■ WHAT YOU WILL DO
Using the records below, copy every line that holds the string "Uuid".
*** DATA FOR REVIEW Section Begins ***
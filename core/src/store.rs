use std::cell::Cell;
use std::error::Error;

use chrono::{DateTime, Utc};
use thiserror::Error;
use uuid::Uuid;

use crate::{ReviewUpdate, Word};

pub type StoreResult<T> = Result<T, StoreError>;

#[derive(Debug, Error)]
pub enum StoreError {
    #[error("word {0} not found")]
    NotFound(Uuid),
    #[error("word store failure: {0}")]
    Backend(#[source] Box<dyn Error + Send + Sync>),
}

/// Where words come from and where review results go.
pub trait WordStore {
    fn load_words(&self) -> StoreResult<Vec<Word>>;
    fn save_reviews(&self, updates: &[ReviewUpdate]) -> StoreResult<()>;
}

impl<S: WordStore + ?Sized> WordStore for &S {
    fn load_words(&self) -> StoreResult<Vec<Word>> {
        (**self).load_words()
    }

    fn save_reviews(&self, updates: &[ReviewUpdate]) -> StoreResult<()> {
        (**self).save_reviews(updates)
    }
}

impl<S: WordStore + ?Sized> WordStore for Box<S> {
    fn load_words(&self) -> StoreResult<Vec<Word>> {
        (**self).load_words()
    }

    fn save_reviews(&self, updates: &[ReviewUpdate]) -> StoreResult<()> {
        (**self).save_reviews(updates)
    }
}

pub trait Clock {
    fn now(&self) -> DateTime<Utc>;
}

#[derive(Debug, Clone, Copy, Default)]
pub struct SystemClock;

impl Clock for SystemClock {
    fn now(&self) -> DateTime<Utc> {
        Utc::now()
    }
}

/// A clock pinned to one instant. `set` moves it.
#[derive(Debug)]
pub struct FixedClock {
    now: Cell<DateTime<Utc>>,
}

impl FixedClock {
    pub fn new(now: DateTime<Utc>) -> Self {
        Self {
            now: Cell::new(now),
        }
    }

    pub fn set(&self, now: DateTime<Utc>) {
        self.now.set(now);
    }
}

impl Clock for FixedClock {
    fn now(&self) -> DateTime<Utc> {
        self.now.get()
    }
}

impl<C: Clock + ?Sized> Clock for &C {
    fn now(&self) -> DateTime<Utc> {
        (**self).now()
    }
}
use std::collections::HashSet;

use chrono::{DateTime, FixedOffset, Utc};
use serde::{Deserialize, Serialize};
use uuid::Uuid;

pub mod reviewer;
pub mod schedule;
pub mod session;
pub mod store;

pub use reviewer::{Reviewer, VerdictReport};
pub use schedule::{
    days_between, interval_days, is_due, learning_stats, mode_counts, select_due,
    select_for_mode, DayBoundary, LearningStats, ModeCounts, INTERVAL_DAYS,
};
pub use session::{ReviewSession, SessionPhase, StartOutcome, VerdictOutcome};
pub use store::{Clock, FixedClock, StoreError, StoreResult, SystemClock, WordStore};

#[derive(Debug, Clone, Copy, Serialize, Deserialize, PartialEq, Eq, Hash)]
pub enum ReviewMode {
    ReviewAll,
    ContinueLast,
    RecommendedReview,
}

#[derive(Debug, Clone, Serialize, Deserialize, PartialEq)]
pub struct Word {
    pub id: Uuid,
    pub term: String,
    pub definition: String,
    pub part_of_speech: String,
    pub pronunciation: String,
    pub example: String,
    pub example_translation: String,
    pub learned: bool,
    pub review_count: u32,
    pub last_reviewed: Option<DateTime<Utc>>,
    pub created_at: DateTime<Utc>,
    pub sheet_id: Option<Uuid>,
}

impl Word {
    pub fn new(term: impl Into<String>, definition: impl Into<String>, now: DateTime<Utc>) -> Self {
        Self {
            id: Uuid::new_v4(),
            term: term.into(),
            definition: definition.into(),
            part_of_speech: String::new(),
            pronunciation: String::new(),
            example: String::new(),
            example_translation: String::new(),
            learned: false,
            review_count: 0,
            last_reviewed: None,
            created_at: now,
            sheet_id: None,
        }
    }

    pub fn in_sheet(mut self, sheet_id: Uuid) -> Self {
        self.sheet_id = Some(sheet_id);
        self
    }

    /// Copies the review fields of `update` onto this word.
    pub fn apply(&mut self, update: &ReviewUpdate) {
        self.learned = update.learned;
        self.review_count = update.review_count;
        self.last_reviewed = Some(update.last_reviewed);
    }
}

/// A named, dated collection of words.
#[derive(Debug, Clone, Serialize, Deserialize, PartialEq)]
pub struct WordSheet {
    pub id: Uuid,
    pub name: String,
    pub created_at: DateTime<Utc>,
}

impl WordSheet {
    pub fn new(name: impl Into<String>, now: DateTime<Utc>) -> Self {
        Self {
            id: Uuid::new_v4(),
            name: name.into(),
            created_at: now,
        }
    }
}

/// The review fields written back to the word store after a verdict.
#[derive(Debug, Clone, Copy, Serialize, Deserialize, PartialEq, Eq)]
pub struct ReviewUpdate {
    pub word_id: Uuid,
    pub learned: bool,
    pub review_count: u32,
    pub last_reviewed: DateTime<Utc>,
}

#[derive(Debug, Clone, Default, Serialize, Deserialize, PartialEq, Eq)]
pub enum Scope {
    #[default]
    All,
    Sheet(Uuid),
    Words(HashSet<Uuid>),
}

impl Scope {
    pub fn contains(&self, word: &Word) -> bool {
        match self {
            Scope::All => true,
            Scope::Sheet(sheet_id) => word.sheet_id == Some(*sheet_id),
            Scope::Words(ids) => ids.contains(&word.id),
        }
    }
}

#[derive(Debug, Clone, Serialize, Deserialize, PartialEq, Eq)]
#[serde(default)]
pub struct ReviewConfig {
    /// Fixed offset whose midnight separates calendar days. Unset means the
    /// system time zone.
    pub utc_offset_minutes: Option<i32>,
    pub recommended_uses_scope: bool,
}

impl Default for ReviewConfig {
    fn default() -> Self {
        Self {
            utc_offset_minutes: None,
            recommended_uses_scope: false,
        }
    }
}

impl ReviewConfig {
    pub fn day_boundary(&self) -> DayBoundary {
        let Some(minutes) = self.utc_offset_minutes else {
            return DayBoundary::Local;
        };
        match minutes.checked_mul(60).and_then(FixedOffset::east_opt) {
            Some(offset) => DayBoundary::Fixed(offset),
            None => {
                log::warn!("utc_offset_minutes {minutes} is out of range, using the system time zone");
                DayBoundary::Local
            }
        }
    }
}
*** DATA FOR REVIEW Section Ends ***
■ RESPONSE AREA
use uuid::Uuid;
    NotFound(Uuid),
use uuid::Uuid;
    pub id: Uuid,
    pub sheet_id: Option<Uuid>,
            id: Uuid::new_v4(),
    pub fn in_sheet(mut self, sheet_id: Uuid) -> Self {
    pub id: Uuid,
            id: Uuid::new_v4(),
    pub word_id: Uuid,
    Sheet(Uuid),
    Words(HashSet<Uuid>),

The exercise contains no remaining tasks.